La despedida de Orange Is The New Black

Uno de los primeros shows originales de Netflix ha llegado a su fin. El pasado 26 de julio, después de 6 años desde su primera emisión, la plataforma liberó la séptima, y última, temporada de Orange Is The New Black.
Inicialmente, la serie estaba enfocada en contar las experiencias de Piper Chapman (personaje inspirado en Piper Kerman) durante los 18 meses que estuvo en una prisión de mujeres en Litchfield, New York. Sin embargo, dado su éxito y el potencial narrativo que tenía, se transformó, siendo cada vez una producción más ambiciosa, con un elenco amplio y abordando cuestiones sensibles como las dinámicas del sistema penal norteamericano, la brutalidad policial, la deshumanización al interior de las cárceles, el racismo y la xenofobia en la coyuntura política actual.
OITNB logró mezclar de manera inteligente la comedia y el drama, que casi siempre se dosificaron de manera adecuada. Otros aciertos fueron su elenco coral, el desplazamiento del protagonismo original de Piper hacia otras de sus compañeras de reparto y los flashbacks que son testimonio de las circunstancias en las que las reclusas cometieron sus crímenes o tuvieron experiencias definitivas en sus vidas.
Como es entendible en un programa de televisión, y más aún en uno que ha estado un lustro al aire, no todas las temporadas tienen la misma calidad ni logran atrapar por igual. Para mí las mejores son la 1 (da a conocer este universo), la 2 (logra mostrar que es una apuesta grande que va más allá de Piper), la 6 y la 7 (cierran con acierto las líneas narrativas de un par de decenas de personajes). El final de la temporada 4 tiene la escena más dolorosa de los 91 episodios y por otra parte la quinta entrega fue la menos agradable y menos decepcionante, aunque sus efectos son importantes para el cierre de la serie.

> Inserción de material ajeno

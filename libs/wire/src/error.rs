//! Wire format errors.

use thiserror::Error;

/// Errors raised while decoding frames or payloads.
#[derive(Debug, Error)]
pub enum WireError {
    /// The frame is shorter than the fixed header.
    #[error("frame truncated: {len} bytes, header needs {needed}")]
    Truncated { len: usize, needed: usize },

    /// The reply flag byte was neither 0 nor 1.
    #[error("invalid reply flag: {0}")]
    InvalidReplyFlag(u8),

    /// Payload serialization failed.
    #[error("payload encode failed: {0}")]
    Encode(#[source] serde_json::Error),

    /// Payload deserialization failed.
    #[error("payload decode failed: {0}")]
    Decode(#[source] serde_json::Error),
}
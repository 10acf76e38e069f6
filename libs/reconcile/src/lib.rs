//! Membership reconciliation primitives.
//!
//! Every node periodically compares the registry's live-node set with the
//! set it already knows about. This library holds the pure parts of that
//! loop so they can be tested without sockets or a registry:
//!
//! - **Membership diff**: which peers died and which are new.
//! - **Dial tie-break**: for a new peer, which side opens the connection.
//! - **Retry helpers**: exponential backoff and bounded per-peer retries.
//!
//! # Invariants
//!
//! - Decisions are deterministic given the same inputs
//! - For any pair of distinct ids exactly one side dials
//! - The local id never appears in `dead` or `dial`

use std::collections::{BTreeMap, HashSet};
use std::hash::Hash;
use std::time::{Duration, Instant};

use rand::Rng;

// =============================================================================
// Dial Tie-break
// =============================================================================

/// What the local node should do about a newly observed peer.
#[derive(Debug, Clone, Copy, PartialEq, Eq)]
pub enum DialRole {
    /// Local id is larger: open the connection.
    Initiate,

    /// Local id is smaller: wait for the peer's inbound handshake.
    Await,

    /// Peer reports the local id. Either it is us or an id collision; the
    /// two are indistinguishable here.
    SameId,
}

/// Decides who dials: the numerically larger id initiates.
pub fn dial_role<Id: Ord>(local: &Id, remote: &Id) -> DialRole {
    match local.cmp(remote) {
        std::cmp::Ordering::Greater => DialRole::Initiate,
        std::cmp::Ordering::Less => DialRole::Await,
        std::cmp::Ordering::Equal => DialRole::SameId,
    }
}

// =============================================================================
// Membership Diff
// =============================================================================

/// Outcome of one reconciliation pass.
#[derive(Debug, Clone, PartialEq, Eq)]
pub struct MembershipPlan<Id> {
    /// False when the local id is missing from the live set.
    pub self_present: bool,

    /// Known peers that are no longer live.
    pub dead: Vec<Id>,

    /// New peers the local node must dial.
    pub dial: Vec<Id>,

    /// New peers expected to dial the local node.
    pub await_inbound: Vec<Id>,
}

impl<Id> MembershipPlan<Id> {
    /// Returns true if nothing changed.
    pub fn is_noop(&self) -> bool {
        self.self_present
            && self.dead.is_empty()
            && self.dial.is_empty()
            && self.await_inbound.is_empty()
    }
}

/// Diffs the previously known set against the current live set.
///
/// `dead = previous - current`, `new = current - previous`, both excluding
/// `local`. Output vectors are sorted so passes are reproducible.
pub fn plan_membership<Id>(local: Id, previous: &HashSet<Id>, current: &HashSet<Id>) -> MembershipPlan<Id>
where
    Id: Ord + Hash + Copy,
{
    let mut dead: Vec<Id> = previous
        .difference(current)
        .copied()
        .filter(|id| *id != local)
        .collect();
    dead.sort_unstable();

    let mut dial = Vec::new();
    let mut await_inbound = Vec::new();
    for id in current.difference(previous) {
        match dial_role(&local, id) {
            DialRole::Initiate => dial.push(*id),
            DialRole::Await => await_inbound.push(*id),
            DialRole::SameId => {}
        }
    }
    dial.sort_unstable();
    await_inbound.sort_unstable();

    MembershipPlan {
        self_present: current.contains(&local),
        dead,
        dial,
        await_inbound,
    }
}

// =============================================================================
// Backoff Policy
// =============================================================================

/// Exponential backoff configuration.
#[derive(Debug, Clone)]
pub struct BackoffPolicy {
    /// Base delay for first retry.
    pub base: Duration,

    /// Maximum delay.
    pub max: Duration,

    /// Jitter factor (0.0 to 1.0).
    pub jitter: f64,
}

impl Default for BackoffPolicy {
    fn default() -> Self {
        Self {
            base: Duration::from_millis(100),
            max: Duration::from_secs(30),
            jitter: 0.25,
        }
    }
}

impl BackoffPolicy {
    /// Backoff without jitter: exactly `base * 2^attempt`, capped at `max`.
    pub fn exact(base: Duration, max: Duration) -> Self {
        Self {
            base,
            max,
            jitter: 0.0,
        }
    }

    /// Calculate delay for the given attempt number.
    pub fn delay(&self, attempt: u32) -> Duration {
        let delay = self.base.as_millis() as f64 * 2.0_f64.powi(attempt.min(30) as i32);
        let delay = delay.min(self.max.as_millis() as f64);

        if self.jitter <= 0.0 {
            return Duration::from_millis(delay as u64);
        }

        let jitter_range = delay * self.jitter.min(1.0);
        let jitter = rand::rng().random_range(-jitter_range..=jitter_range);
        Duration::from_millis((delay + jitter).max(0.0) as u64)
    }
}

// =============================================================================
// Retry Tracker
// =============================================================================

/// Retry tracker for failed operations.
#[derive(Debug, Clone)]
pub struct RetryTracker<K: Ord> {
    /// Maximum retries per resource.
    max_retries: u32,

    /// Retry window duration.
    window: Duration,

    /// Tracked failures: key -> (count, first_failure_time).
    failures: BTreeMap<K, (u32, Instant)>,
}

impl<K: Ord + Clone> RetryTracker<K> {
    /// Create a new retry tracker.
    pub fn new(max_retries: u32, window: Duration) -> Self {
        Self {
            max_retries,
            window,
            failures: BTreeMap::new(),
        }
    }

    /// Record a failure for a resource.
    ///
    /// Returns true if retries are exhausted.
    pub fn record_failure(&mut self, key: &K) -> bool {
        let now = Instant::now();

        let (count, first) = self.failures.entry(key.clone()).or_insert((0, now));

        // Reset if outside window
        if now.duration_since(*first) > self.window {
            *count = 0;
            *first = now;
        }

        *count += 1;
        *count >= self.max_retries
    }

    /// Check if retries are exhausted for a resource.
    pub fn is_exhausted(&self, key: &K) -> bool {
        let Some((count, first)) = self.failures.get(key) else {
            return false;
        };

        if Instant::now().duration_since(*first) > self.window {
            return false;
        }

        *count >= self.max_retries
    }

    /// Clear failure tracking for a resource (on success or departure).
    pub fn clear(&mut self, key: &K) {
        self.failures.remove(key);
    }

    /// Prune expired entries.
    pub fn prune(&mut self) {
        let now = Instant::now();
        self.failures
            .retain(|_, (_, first)| now.duration_since(*first) <= self.window);
    }

    /// Number of tracked resources.
    pub fn len(&self) -> usize {
        self.failures.len()
    }

    /// Returns true if nothing is tracked.
    pub fn is_empty(&self) -> bool {
        self.failures.is_empty()
    }
}

/// Default reconciliation interval.
pub const DEFAULT_RECONCILE_INTERVAL: Duration = Duration::from_secs(5);

/// Default dial attempts per peer before giving up until it re-registers.
pub const DEFAULT_MAX_RETRIES: u32 = 3;

/// Default retry window.
pub const DEFAULT_RETRY_WINDOW: Duration = Duration::from_secs(10 * 60); // 10 minutes
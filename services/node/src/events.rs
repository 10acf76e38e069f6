//! Cluster events published by a running node.
//!
//! Subscribers get a `tokio::sync::broadcast` receiver; slow subscribers
//! miss events rather than slowing the node down.

use serde::Serialize;
use shoal_id::NodeId;

use crate::lifecycle::NodeState;

/// Buffered events per subscriber before the oldest are dropped.
pub const EVENT_CAPACITY: usize = 256;

/// Why a peer left the local topology.
#[derive(Debug, Clone, Copy, PartialEq, Eq, Serialize)]
#[serde(rename_all = "snake_case")]
pub enum LeaveReason {
    /// Its registry entry expired.
    Expired,
    /// Its link closed.
    Disconnected,
    /// The local node is stopping.
    Shutdown,
}

/// Membership and lifecycle changes.
#[derive(Debug, Clone, PartialEq, Eq, Serialize)]
#[serde(tag = "event", rename_all = "snake_case")]
pub enum ClusterEvent {
    /// A peer was added to the topology.
    NodeJoined { node_id: NodeId, group: String },

    /// A peer was removed from the topology.
    NodeLeft { node_id: NodeId, reason: LeaveReason },

    /// The local node changed state.
    StateChanged { from: NodeState, to: NodeState },

    /// The local node found itself missing from the registry.
    SelfEvicted { node_id: NodeId },
}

El final de OITNB puede a simple vista ser desesperanzador: el mundo está jodido y mucho. Pero hay que matizarlo, aunque así sea, la vida hay que vivirla, disfrutar de las victorias, no importa si son pequeñas, cometer errores, enmendarlos, tratar de hacerlo mejor, reparar a nuestras víctimas, permitirnos perdonar.
Orange Is The New Black es un buen retrato de la vida, uno se puede reír a carcajadas y un par minutos después puede estar llorando. La vida se trata de equilibrar esas emociones y de superar lo que nos aprisiona, que no son siempre los barrotes de una cárcel.